Single by Korn

from the album Issues
- B-side: "Jingle Balls"
- Released: October 27, 1999 (South Park); October 28, 1999 (rock radio); December 6, 1999 (CD and vinyl);
- Recorded: 1999
- Genre: Nu metal
- Length: 4:31
- Label: Immortal; Epic;
- Songwriters: Reginald Arvizu; Jonathan Davis; James Shaffer; David Silveria; Brian Welch;
- Producer: Brendan O'Brien

Korn singles chronology
| "Freak on a Leash" (1999) | "Falling Away from Me" (1999) | "Jingle Balls" (1999) |

Music video
- "Falling Away from Me" on YouTube

= Falling Away from Me =

1999 single by Korn

"Falling Away from Me" is a song by American nu metal band Korn.
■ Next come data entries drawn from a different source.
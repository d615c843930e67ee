use image::ImageError;
use thiserror::Error;

use crate::model::PixelRect;

pub type BoxError = Box<dyn std::error::Error + Send + Sync + 'static>;

#[derive(Debug, Error)]
pub enum AttendanceError {
    #[error("{0}")]
    Validation(String),

    #[error("no face detected in s3://{bucket}/{key}")]
    NoFaceDetected { bucket: String, key: String },

    #[error("image s3://{bucket}/{key} not found")]
    ImageNotFound { bucket: String, key: String },

    #[error("failed to decode image: {source}")]
    ImageDecode {
        #[source]
        source: ImageError,
    },

    #[error("failed to encode cropped face: {source}")]
    ImageEncode {
        #[source]
        source: ImageError,
    },

    #[error("crop {rect} lies outside the {width}x{height} image")]
    CropOutOfBounds {
        rect: PixelRect,
        width: u32,
        height: u32,
    },

    // Upstream faults keep the SDK error as the source only; Display stays
    // generic because it is returned to callers.
    #[error("image store request failed")]
    ImageStore(#[source] BoxError),

    #[error("face index request failed")]
    FaceIndex(#[source] BoxError),

    #[error("record store request failed")]
    RecordStore(#[source] BoxError),

    #[error("invalid configuration {name}: {message}")]
    Config { name: &'static str, message: String },

    #[error("serialization error: {0}")]
    Serialization(#[from] serde_json::Error),
}

impl AttendanceError {
    pub fn status_code(&self) -> u16 {
        match self {
            AttendanceError::Validation(_) => 400,
            AttendanceError::ImageNotFound { .. } => 404,
            AttendanceError::NoFaceDetected { .. } => 422,
            _ => 500,
        }
    }

    pub fn is_client_error(&self) -> bool {
        (400..500).contains(&self.status_code())
    }

    /// Full `source()` chain, for logs only.
    pub fn detailed(&self) -> String {
        let mut message = self.to_string();
        let mut source = std::error::Error::source(self);
        while let Some(inner) = source {
            message.push_str(": ");
            message.push_str(&inner.to_string());
            source = inner.source();
        }
        message
    }

    pub(crate) fn image_store(err: impl Into<BoxError>) -> Self {
        AttendanceError::ImageStore(err.into())
    }

    pub(crate) fn face_index(err: impl Into<BoxError>) -> Self {
        AttendanceError::FaceIndex(err.into())
    }

    pub(crate) fn record_store(err: impl Into<BoxError>) -> Self {
        AttendanceError::RecordStore(err.into())
    }
}

pub type AttendanceResult<T> = Result<T, AttendanceError>;
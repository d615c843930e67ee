use std::fmt;

use chrono::{DateTime, Utc};
use serde::Serialize;

/// Face position as fractions of the image size, as reported by the face index.
#[derive(Debug, Clone, Copy, PartialEq, Serialize)]
#[serde(rename_all = "PascalCase")]
pub struct BoundingBox {
    pub width: f32,
    pub height: f32,
    pub left: f32,
    pub top: f32,
}

impl BoundingBox {
    pub fn new(left: f32, top: f32, width: f32, height: f32) -> Self {
        Self {
            width,
            height,
            left,
            top,
        }
    }

    /// Scales into pixel space, truncating each component toward zero.
    pub fn to_pixel_rect(&self, image_width: u32, image_height: u32) -> PixelRect {
        let scale =
            |fraction: f32, dimension: u32| (f64::from(fraction) * f64::from(dimension)) as i64;
        PixelRect {
            left: scale(self.left, image_width),
            top: scale(self.top, image_height),
            width: scale(self.width, image_width),
            height: scale(self.height, image_height),
        }
    }
}

/// Pixel-space rectangle; two detections with the same rect are the same face.
///
/// Signed because the face index may report boxes that start slightly
/// outside the frame.
#[derive(Debug, Clone, Copy, PartialEq, Eq, Hash)]
pub struct PixelRect {
    pub left: i64,
    pub top: i64,
    pub width: i64,
    pub height: i64,
}

impl fmt::Display for PixelRect {
    fn fmt(&self, f: &mut fmt::Formatter<'_>) -> fmt::Result {
        write!(
            f,
            "{}x{}+{}+{}",
            self.width, self.height, self.left, self.top
        )
    }
}

#[derive(Debug, Clone, PartialEq)]
pub struct FaceMatch {
    pub face_id: String,
    pub confidence: f32,
}

#[derive(Debug, Clone, PartialEq)]
pub struct IdentityRecord {
    pub face_id: String,
    pub first_name: String,
    pub last_name: String,
    pub email: Option<String>,
    pub attendance_status: bool,
    pub record_time: Option<DateTime<Utc>>,
}

impl IdentityRecord {
    /// A freshly registered student, not yet seen in class.
    pub fn registered(face_id: String, student: NewStudent) -> Self {
        Self {
            face_id,
            first_name: student.first_name,
            last_name: student.last_name,
            email: student.email,
            attendance_status: false,
            record_time: None,
        }
    }
}

#[derive(Debug, Clone, PartialEq, Eq)]
pub struct NewStudent {
    pub first_name: String,
    pub last_name: String,
    pub email: Option<String>,
}

#[derive(Debug, Clone, Copy, PartialEq)]
pub struct AttendanceUpdate {
    pub attendance_status: bool,
    pub record_time: DateTime<Utc>,
}

impl AttendanceUpdate {
    pub fn present_at(record_time: DateTime<Utc>) -> Self {
        Self {
            attendance_status: true,
            record_time,
        }
    }
}

/// Reference to an image held in the image store.
#[derive(Debug, Clone, PartialEq, Eq)]
pub struct ImageRef {
    pub bucket: String,
    pub key: String,
}

impl ImageRef {
    pub fn new(bucket: impl Into<String>, key: impl Into<String>) -> Self {
        Self {
            bucket: bucket.into(),
            key: key.into(),
        }
    }
}

impl fmt::Display for ImageRef {
    fn fmt(&self, f: &mut fmt::Formatter<'_>) -> fmt::Result {
        write!(f, "s3://{}/{}", self.bucket, self.key)
    }
}

#[derive(Debug, Clone, PartialEq, Serialize)]
#[serde(rename_all = "camelCase")]
pub struct RecognizedStudent {
    pub first_name: String,
    pub last_name: String,
    pub confidence: f32,
    pub bounding_box: BoundingBox,
}
use aws_sdk_rekognition::primitives::Blob;
use aws_sdk_rekognition::types::{Attribute, Image, S3Object};
use aws_sdk_rekognition::Client as RekognitionClient;
use lambda_runtime::tracing;

use crate::error::{AttendanceError, AttendanceResult};
use crate::model::{BoundingBox, FaceMatch, ImageRef};
use crate::services::FaceIndex;

/// Face index backed by one Rekognition collection.
#[derive(Debug, Clone)]
pub struct RekognitionFaceIndex {
    client: RekognitionClient,
    collection_id: String,
}

impl RekognitionFaceIndex {
    pub fn new(client: RekognitionClient, collection_id: impl Into<String>) -> Self {
        Self {
            client,
            collection_id: collection_id.into(),
        }
    }
}

fn inline_image(bytes: &[u8]) -> Image {
    Image::builder().bytes(Blob::new(bytes)).build()
}

impl FaceIndex for RekognitionFaceIndex {
    async fn detect_faces(&self, image: &[u8]) -> AttendanceResult<Vec<BoundingBox>> {
        let response = self
            .client
            .detect_faces()
            .image(inline_image(image))
            .attributes(Attribute::Default)
            .send()
            .await
            .map_err(AttendanceError::face_index)?;
        let boxes = response
            .face_details()
            .iter()
            .filter_map(|detail| detail.bounding_box())
            .map(|bounding_box| {
                BoundingBox::new(
                    bounding_box.left().unwrap_or_default(),
                    bounding_box.top().unwrap_or_default(),
                    bounding_box.width().unwrap_or_default(),
                    bounding_box.height().unwrap_or_default(),
                )
            })
            .collect();
        Ok(boxes)
    }

    async fn index_face(&self, image: &ImageRef) -> AttendanceResult<Vec<String>> {
        let source = S3Object::builder()
            .bucket(&image.bucket)
            .name(&image.key)
            .build();
        let response = self
            .client
            .index_faces()
            .collection_id(&self.collection_id)
            .image(Image::builder().s3_object(source).build())
            .send()
            .await
            .map_err(AttendanceError::face_index)?;
        let face_ids: Vec<String> = response
            .face_records()
            .iter()
            .filter_map(|record| record.face().and_then(|face| face.face_id()))
            .map(str::to_owned)
            .collect();
        tracing::info!(
            "Indexed {} into {} with face ids {:?}",
            image,
            self.collection_id,
            face_ids
        );
        Ok(face_ids)
    }

    async fn search_best_match(
        &self,
        image: &[u8],
        threshold: f32,
        max_results: i32,
    ) -> AttendanceResult<Vec<FaceMatch>> {
        let response = self
            .client
            .search_faces_by_image()
            .collection_id(&self.collection_id)
            .image(inline_image(image))
            .face_match_threshold(threshold)
            .max_faces(max_results)
            .send()
            .await
            .map_err(AttendanceError::face_index)?;
        let matches = response
            .face_matches()
            .iter()
            .filter_map(|face_match| {
                let face_id = face_match.face().and_then(|face| face.face_id())?;
                Some(FaceMatch {
                    face_id: face_id.to_owned(),
                    confidence: face_match.similarity().unwrap_or_default(),
                })
            })
            .collect();
        Ok(matches)
    }
}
It was released as the first single from their fourth album Issues, debuting in an episode of Comedy Central's animated series South Park, entitled "Korn's Groovy Pirate Ghost Mystery". The song went on to become one of Korn's most popular singles, with an anti-child abuse themed video topping MTV's Total Request Live for ten days.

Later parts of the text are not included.